Last night, I was looking at generating SAMS XML from Java objects. It made me realise two things:
- Java sucks badly at creating XML (by default).
- I should really be looking at XML Binding.
I’m interested in point 1. I’ve done it before, trying to write XML using DOM (as there doesn’t appear to be a builtin SAX writer). This is what I ended up with.
public abstract class AbstractXmlBuilder {
protected void addXlinkHref(Element e, URI href) {
e.setAttributeNS(Constants.XLINK_NS, "x:href", href.toString());
}
// See http://www.cafeconleche.org/books/xmljava/chapters/ch09s09.html
// (JAXP Serialisation) for details on why all this palaver is necessary.
protected String domToString(Document doc) {
try {
TransformerFactory factory = TransformerFactory.newInstance();
Transformer trans = factory.newTransformer();
trans.setOutputProperty(OutputKeys.OMIT_XML_DECLARATION, "yes");
DOMSource source = new DOMSource(doc);
StringWriter writer = new StringWriter();
StreamResult streamResult = new StreamResult(writer);
trans.transform(source, streamResult);
return writer.toString();
} catch (TransformerConfigurationException e) {
throw new RuntimeException(e);
} catch (TransformerFactoryConfigurationError e) {
throw new RuntimeException(e);
} catch (TransformerException e) {
throw new RuntimeException(e);
}
}
protected Document newDocument(String namespaceURI, String qualifiedName) {
try {
DocumentBuilderFactory dbf = DocumentBuilderFactory.newInstance();
dbf.setNamespaceAware(true);
DocumentBuilder docBuilder = dbf.newDocumentBuilder();
DOMImplementation impl = docBuilder.getDOMImplementation();
return impl.createDocument(namespaceURI, qualifiedName, null);
} catch (ParserConfigurationException e) {
throw new RuntimeException(e);
}
}
protected Document newDocument() {
Document doc = newDocument(Constants.MY_NS, "doc");
Element root = doc.getDocumentElement();
root.setPrefix("my");
// Set up the usual namespaces.
root.setAttribute("xmlns:x", Constants.XLINK_NS);
return doc;
}
protected Element myElem(Document doc, String name) {
return doc.createElementNS(Constants.MY_NS, name);
}
}
This is intended to be subclassed to be useful, but even in the subclasses, it still relies on dozens of helper methods. e.g.
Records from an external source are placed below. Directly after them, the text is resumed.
use thiserror::Error;

/// Unified error type for translayout-core
///
/// This enum encompasses all error cases that can occur in the library:
/// - PDF operations (opening, reading, rasterizing, rewriting, saving)
/// - OCR operations (HTTP requests, responses)
/// - Translation operations (API requests, responses, rate limiting)
/// - Rendering operations (font loading, text replacement)
/// - Configuration operations (loading, validation)
/// - General I/O operations
#[derive(Error, Debug)]
pub enum Error {
    // ==========================================================================
    // PDF Errors
    // ==========================================================================
    /// Failed to open or parse a PDF file
    #[error("failed to open PDF: {0}")]
    PdfOpen(String),

    /// Invalid page number requested
    #[error("invalid page number {page} (document has {total} pages)")]
    PdfInvalidPage { page: usize, total: usize },

    /// Failed to extract text from a PDF page
    #[error("failed to extract text from page {page}: {reason}")]
    PdfTextExtraction { page: usize, reason: String },

    /// Failed to rasterize a PDF page
    #[error("failed to rasterize page {page}: {reason}")]
    PdfRasterize { page: usize, reason: String },

    /// Failed to save a PDF
    #[error("failed to save PDF: {0}")]
    PdfSave(String),

    /// Error from the lopdf library
    #[error("lopdf error: {0}")]
    Lopdf(String),

    /// The page range selected no pages from the document
    #[error("no valid pages to process")]
    NoValidPages,

    // ==========================================================================
    // OCR Errors
    // ==========================================================================
    /// OCR service request failed
    #[error("OCR request failed: {0}")]
    OcrRequest(String),

    /// Invalid response from the OCR service
    #[error("invalid OCR response: {0}")]
    OcrInvalidResponse(String),

    /// Failed to encode a page image for the OCR service
    #[error("failed to encode page image: {0}")]
    OcrImageEncode(String),

    // ==========================================================================
    // Translation Errors
    // ==========================================================================
    /// Translation API request failed
    #[error("translation API request failed: {0}")]
    TranslationRequest(String),

    /// Invalid response from translation API
    #[error("invalid translation API response: {0}")]
    TranslationInvalidResponse(String),

    /// Rate limited by translation API
    #[error("translation rate limited{}", retry_after.map(|s| format!(", retry after {s} seconds")).unwrap_or_default())]
    TranslationRateLimited { retry_after: Option<u64> },

    /// Translation request timed out
    #[error("translation request timed out")]
    TranslationTimeout,

    /// Maximum retry attempts exceeded for translation
    #[error("translation failed after maximum retries")]
    TranslationMaxRetriesExceeded,

    // ==========================================================================
    // Rendering Errors
    // ==========================================================================
    /// Block and translation lists are out of step
    #[error("block/translation count mismatch: {blocks} blocks, {translations} translations")]
    BlockCountMismatch { blocks: usize, translations: usize },

    /// A save or replace operation was attempted without an open document
    #[error("no document open")]
    NoDocumentOpen,

    /// Failed to parse or embed a font
    #[error("font error: {0}")]
    Font(String),

    // ==========================================================================
    // Configuration Errors
    // ==========================================================================
    /// Failed to load configuration file
    #[error("failed to load config: {0}")]
    ConfigLoad(String),

    // ==========================================================================
    // I/O Errors
    // ==========================================================================
    /// General I/O error
    #[error("I/O error: {0}")]
    Io(#[from] std::io::Error),
}

pub type Result<T> = std::result::Result<T, Error>;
private Element getAccIdElem(SessionCreateRequest s, Document doc) {
Element accId = myElem(doc, "acc_id");
addXlinkHref(accId, s.getAccountId());
return accId;
}
This is incredibly verbose, but I don’t think we can do better with just the JDK. What are the other options? I’ve been looking at XOM. This appears to have a nice API for writing XML:
Element root = new Element("root");
root.appendChild("Hello World!");
Document doc = new Document(root);
System.out.println(doc.toXML());
This is much, much simpler. We’re still building a up a DOM-like structure, but it’s simpler to use.
But XOM is still a fairly large dependency. This doesn’t particularly matter for what I’m doing. But there are alternatives. Whilst looking for libraries, I also stumbled across xmlwriter. This is much lower-level:
Writer writer = new java.io.StringWriter();
XmlWriter xw = new SimpleXmlWriter(writer);
xw.writeXmlVersion();
xw.writeComment("Example of XmlWriter running");
xw.writeEntity("person");
xw.writeAttribute("name", "fred");
xw.writeAttribute("age", "12");
xw.writeEntity("phone");
xw.writeText("4254343");
xw.endEntity();
xw.writeComment("Examples of empty tags");
xw.writeEntity("friends");
xw.writeEmptyEntity("bob");
xw.writeEmptyEntity("jim");
xw.endEntity();
xw.writeEntityWithText("foo","This is an example.");
xw.endEntity();
xw.close();
System.err.println(writer.toString());
This is closer to genx, a C library that I like very much. It’s quite weird that “element” and “entity” appear to be confused, though. Plus there doesn’t appear to be any way to generate canonical XML.
For now, I think I’ll stick with XOM, but it’s good to know that there are alternatives to the heavyweight JDK options.